Increasingly, the party is becoming exceedingly dictatorial and patronising. Early in the week, the party’s top leadership sacked two Senate officials — Majority Leader Kipchumba Murkomen and Chief Whip Susan Kihika — ostensibly on account of gross disrespect for President Uhuru Kenyatta, the party leader.
In quick succession, it has followed that up with a threat to expel five nominated senators who skipped the State House meeting. Indications are that worse things are on the cards, which is terrifying.
Expelling members from a party is retrogressive and despotic, a relic of past oppressive regimes. Precisely, it is a sad reminder of the dark days of Kanu, which in its heyday established a disciplinary committee chaired by the late Okiki Amayo that turned into a monster.
The committee terrorised, humiliated and expelled party members, particularly Cabinet ministers and MPs, for real and imagined crimes, including speaking independently in Parliament in a manner perceived to be critical of the administration.
Indeed, the discontent that the committee elicited compelled President Daniel arap Moi to disband it. That history is important.
The Jubilee top leadership is going overboard and, unless checked, is bound to pull the country back to that horrifying past.
Kenyans do not want a replay of that murky history. The clamour for multipartyism, and the enactment of the current Constitution in 2010, served to end dictatorship and opened up the political landscape, giving everyone a chance to play and make decisions without restrictions.
Broadly, the excesses exhibited in the party stifle political thought and practice.

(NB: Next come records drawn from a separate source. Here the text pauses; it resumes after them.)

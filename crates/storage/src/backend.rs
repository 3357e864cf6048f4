//! Unified storage backend with enum dispatch.

use async_trait::async_trait;
use chrono::{DateTime, Utc};
use scorm_sync_core::cmi::{
    StoredComment, StoredCorrectResponse, StoredInteraction, StoredNode, StoredObjective,
};
use scorm_sync_core::{
    AttemptSummary, GlobalObjective, PackageSettings, StatusUpdate, UnloadUpdate,
};

use crate::error::StorageError;
use crate::memory::MemoryStorage;
use crate::pg_storage::PgStorage;
use crate::traits::{AttemptStore, PackageStore, TrackingStore, TrackingTx};

macro_rules! dispatch {
    ($self:expr, $trait:path, $method:ident ( $($arg:expr),* $(,)? )) => {
        match $self {
            StorageBackend::Postgres(s) => <PgStorage as $trait>::$method(s, $($arg),*).await,
            StorageBackend::Memory(s) => <MemoryStorage as $trait>::$method(s, $($arg),*).await,
        }
    };
}

#[derive(Clone, Debug)]
pub enum StorageBackend {
    Postgres(PgStorage),
    Memory(MemoryStorage),
}

impl StorageBackend {
    pub async fn new_postgres(database_url: &str) -> Result<Self, StorageError> {
        Ok(Self::Postgres(PgStorage::new(database_url).await?))
    }

    #[must_use]
    pub fn new_memory() -> Self {
        Self::Memory(MemoryStorage::new())
    }

    #[must_use]
    pub const fn kind(&self) -> &'static str {
        match *self {
            Self::Postgres(_) => "postgres",
            Self::Memory(_) => "memory",
        }
    }
}

// ── AttemptStore ─────────────────────────────────────────────────

#[async_trait]
impl AttemptStore for StorageBackend {
    async fn open_session(
        &self,
        package_id: i64,
        user_id: i64,
        hash: i64,
        hash_end: DateTime<Utc>,
    ) -> Result<(), StorageError> {
        dispatch!(self, AttemptStore, open_session(package_id, user_id, hash, hash_end))
    }

    async fn live_session_hash(
        &self,
        package_id: i64,
        user_id: i64,
        now: DateTime<Utc>,
    ) -> Result<Option<i64>, StorageError> {
        dispatch!(self, AttemptStore, live_session_hash(package_id, user_id, now))
    }

    async fn get_attempt(
        &self,
        package_id: i64,
        user_id: i64,
    ) -> Result<Option<AttemptSummary>, StorageError> {
        dispatch!(self, AttemptStore, get_attempt(package_id, user_id))
    }

    async fn record_unload(
        &self,
        package_id: i64,
        user_id: i64,
        update: &UnloadUpdate,
    ) -> Result<bool, StorageError> {
        dispatch!(self, AttemptStore, record_unload(package_id, user_id, update))
    }

    async fn write_status(
        &self,
        package_id: i64,
        user_id: i64,
        update: &StatusUpdate,
    ) -> Result<bool, StorageError> {
        dispatch!(self, AttemptStore, write_status(package_id, user_id, update))
    }
}

// ── PackageStore ─────────────────────────────────────────────────

#[async_trait]
impl PackageStore for StorageBackend {
    async fn save_package(&self, settings: &PackageSettings) -> Result<(), StorageError> {
        dispatch!(self, PackageStore, save_package(settings))
    }

    async fn get_package(&self, package_id: i64) -> Result<Option<PackageSettings>, StorageError> {
        dispatch!(self, PackageStore, get_package(package_id))
    }
}

// ── TrackingStore ────────────────────────────────────────────────

#[async_trait]
impl TrackingStore for StorageBackend {
    async fn begin(&self) -> Result<Box<dyn TrackingTx>, StorageError> {
        dispatch!(self, TrackingStore, begin())
    }

    async fn get_node(
        &self,
        cp_node_id: i64,
        user_id: i64,
    ) -> Result<Option<StoredNode>, StorageError> {
        dispatch!(self, TrackingStore, get_node(cp_node_id, user_id))
    }

    async fn list_comments(&self, cmi_node_id: i64) -> Result<Vec<StoredComment>, StorageError> {
        dispatch!(self, TrackingStore, list_comments(cmi_node_id))
    }

    async fn list_interactions(
        &self,
        cmi_node_id: i64,
    ) -> Result<Vec<StoredInteraction>, StorageError> {
        dispatch!(self, TrackingStore, list_interactions(cmi_node_id))
    }

    async fn list_objectives(&self, cmi_node_id: i64) -> Result<Vec<StoredObjective>, StorageError> {
        dispatch!(self, TrackingStore, list_objectives(cmi_node_id))
    }

    async fn list_correct_responses(
        &self,
        cmi_node_id: i64,
    ) -> Result<Vec<StoredCorrectResponse>, StorageError> {
        dispatch!(self, TrackingStore, list_correct_responses(cmi_node_id))
    }

    async fn get_global_objective(
        &self,
        objective_id: &str,
        user_id: i64,
        scope_id: i64,
    ) -> Result<Option<GlobalObjective>, StorageError> {
        dispatch!(self, TrackingStore, get_global_objective(objective_id, user_id, scope_id))
    }

    async fn count_global_objectives(
        &self,
        user_id: i64,
        scope_id: i64,
    ) -> Result<u64, StorageError> {
        dispatch!(self, TrackingStore, count_global_objectives(user_id, scope_id))
    }
}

Members of a party are first and foremost citizens with inalienable rights, including that of association, movement, free thought and expression. Belonging in a party does not take away those rights.
Granted, parties have governing rules aimed at instilling discipline and creating harmony, steering members towards a common goal, but within civil rights.
And it is not only Jubilee stifling free thought. ODM recently de-whipped Narok Senator Ledama Olekina on the grounds that he was voted to chair the Senate’s County Public Accounts and Investments Committee irregularly.
The angst was that he was voted in by Jubilee members, beating ODM’s choice candidate.
The essence of multiparty democracy is to open up political space. As parties form governments, they must promote internal democracy if they are to be trusted with statecraft. We must end emerging autocratic practices among parties.